● TASK DESCRIPTION
Going through the data below, tally every line where the string "AttributeType" occurs, then give only the tally.

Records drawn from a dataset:
------

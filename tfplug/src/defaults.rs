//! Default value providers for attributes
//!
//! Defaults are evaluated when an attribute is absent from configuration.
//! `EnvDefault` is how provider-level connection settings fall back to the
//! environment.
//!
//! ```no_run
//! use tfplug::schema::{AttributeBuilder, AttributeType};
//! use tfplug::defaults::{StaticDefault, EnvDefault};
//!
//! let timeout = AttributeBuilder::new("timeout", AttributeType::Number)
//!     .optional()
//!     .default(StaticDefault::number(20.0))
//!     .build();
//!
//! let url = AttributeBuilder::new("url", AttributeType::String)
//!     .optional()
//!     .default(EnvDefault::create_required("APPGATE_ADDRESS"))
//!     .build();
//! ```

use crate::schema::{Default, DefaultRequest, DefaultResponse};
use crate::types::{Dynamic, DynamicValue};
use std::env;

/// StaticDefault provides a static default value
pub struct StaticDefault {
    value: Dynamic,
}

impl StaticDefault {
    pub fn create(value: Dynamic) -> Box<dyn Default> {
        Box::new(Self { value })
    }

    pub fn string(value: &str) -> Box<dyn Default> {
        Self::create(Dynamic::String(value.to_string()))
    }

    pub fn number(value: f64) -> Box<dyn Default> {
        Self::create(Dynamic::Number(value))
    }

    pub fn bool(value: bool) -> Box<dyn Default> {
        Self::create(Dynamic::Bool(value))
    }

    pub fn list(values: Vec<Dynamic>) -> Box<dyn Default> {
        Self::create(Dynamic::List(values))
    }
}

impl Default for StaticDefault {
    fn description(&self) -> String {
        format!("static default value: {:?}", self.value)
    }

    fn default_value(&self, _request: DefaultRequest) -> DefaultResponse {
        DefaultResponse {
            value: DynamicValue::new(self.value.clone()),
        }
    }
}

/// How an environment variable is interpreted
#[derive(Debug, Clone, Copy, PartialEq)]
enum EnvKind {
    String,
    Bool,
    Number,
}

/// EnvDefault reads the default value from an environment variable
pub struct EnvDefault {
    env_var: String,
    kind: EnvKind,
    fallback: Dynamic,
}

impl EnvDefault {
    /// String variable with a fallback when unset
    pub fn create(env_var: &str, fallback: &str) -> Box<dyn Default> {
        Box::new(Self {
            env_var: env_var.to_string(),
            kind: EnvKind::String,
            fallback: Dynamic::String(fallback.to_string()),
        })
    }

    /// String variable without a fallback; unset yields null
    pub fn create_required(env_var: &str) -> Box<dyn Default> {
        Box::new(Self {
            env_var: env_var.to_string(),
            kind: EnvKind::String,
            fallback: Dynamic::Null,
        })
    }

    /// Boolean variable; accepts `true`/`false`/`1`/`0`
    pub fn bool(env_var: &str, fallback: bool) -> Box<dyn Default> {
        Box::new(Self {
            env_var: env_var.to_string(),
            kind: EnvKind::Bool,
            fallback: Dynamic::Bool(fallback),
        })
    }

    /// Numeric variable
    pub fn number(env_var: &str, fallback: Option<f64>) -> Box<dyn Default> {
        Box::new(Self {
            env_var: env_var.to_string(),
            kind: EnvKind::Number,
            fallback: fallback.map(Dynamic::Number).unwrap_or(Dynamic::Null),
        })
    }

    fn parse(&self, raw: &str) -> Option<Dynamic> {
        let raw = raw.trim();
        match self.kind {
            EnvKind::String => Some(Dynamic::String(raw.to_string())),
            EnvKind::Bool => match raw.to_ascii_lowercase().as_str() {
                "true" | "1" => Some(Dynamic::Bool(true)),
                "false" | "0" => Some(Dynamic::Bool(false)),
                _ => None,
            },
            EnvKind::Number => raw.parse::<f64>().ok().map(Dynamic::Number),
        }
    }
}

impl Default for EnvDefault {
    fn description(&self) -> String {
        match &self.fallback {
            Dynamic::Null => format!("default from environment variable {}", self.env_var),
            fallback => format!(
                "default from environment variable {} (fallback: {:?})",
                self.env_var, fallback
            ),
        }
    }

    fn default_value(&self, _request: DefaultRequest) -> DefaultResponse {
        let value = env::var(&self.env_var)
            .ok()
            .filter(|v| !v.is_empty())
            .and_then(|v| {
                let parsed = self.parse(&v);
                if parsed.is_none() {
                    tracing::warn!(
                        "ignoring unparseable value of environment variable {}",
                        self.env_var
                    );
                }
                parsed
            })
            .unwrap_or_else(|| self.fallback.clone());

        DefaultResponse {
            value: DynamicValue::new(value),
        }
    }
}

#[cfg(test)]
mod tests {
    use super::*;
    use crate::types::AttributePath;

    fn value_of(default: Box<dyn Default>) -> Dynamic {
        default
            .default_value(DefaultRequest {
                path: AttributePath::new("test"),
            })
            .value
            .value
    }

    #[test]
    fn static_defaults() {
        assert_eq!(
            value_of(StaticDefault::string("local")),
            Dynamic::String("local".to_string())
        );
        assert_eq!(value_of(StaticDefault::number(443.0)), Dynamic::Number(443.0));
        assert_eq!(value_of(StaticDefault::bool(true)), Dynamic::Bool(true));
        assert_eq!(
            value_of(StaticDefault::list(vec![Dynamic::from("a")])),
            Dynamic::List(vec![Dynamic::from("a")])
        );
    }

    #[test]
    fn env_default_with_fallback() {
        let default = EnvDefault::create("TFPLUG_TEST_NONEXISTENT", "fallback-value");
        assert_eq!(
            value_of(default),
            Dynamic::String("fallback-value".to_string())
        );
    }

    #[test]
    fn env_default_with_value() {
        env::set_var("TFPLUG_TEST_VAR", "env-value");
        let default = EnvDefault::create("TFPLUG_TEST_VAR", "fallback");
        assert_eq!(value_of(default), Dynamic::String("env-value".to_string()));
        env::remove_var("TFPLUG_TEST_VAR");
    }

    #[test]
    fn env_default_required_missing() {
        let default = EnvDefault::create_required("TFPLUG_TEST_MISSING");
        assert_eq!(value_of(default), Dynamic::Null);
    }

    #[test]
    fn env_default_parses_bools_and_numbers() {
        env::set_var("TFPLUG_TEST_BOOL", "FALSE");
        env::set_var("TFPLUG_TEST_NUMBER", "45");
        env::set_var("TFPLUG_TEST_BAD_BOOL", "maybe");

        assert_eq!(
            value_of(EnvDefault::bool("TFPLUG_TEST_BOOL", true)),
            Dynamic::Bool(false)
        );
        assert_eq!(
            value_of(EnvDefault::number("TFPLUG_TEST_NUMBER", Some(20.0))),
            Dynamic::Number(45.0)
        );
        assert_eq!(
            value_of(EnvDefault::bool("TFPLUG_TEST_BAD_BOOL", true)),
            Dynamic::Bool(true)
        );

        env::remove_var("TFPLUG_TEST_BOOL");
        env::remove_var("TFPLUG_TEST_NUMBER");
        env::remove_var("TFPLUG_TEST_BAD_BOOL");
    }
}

------

● WRITTEN SOLUTION
3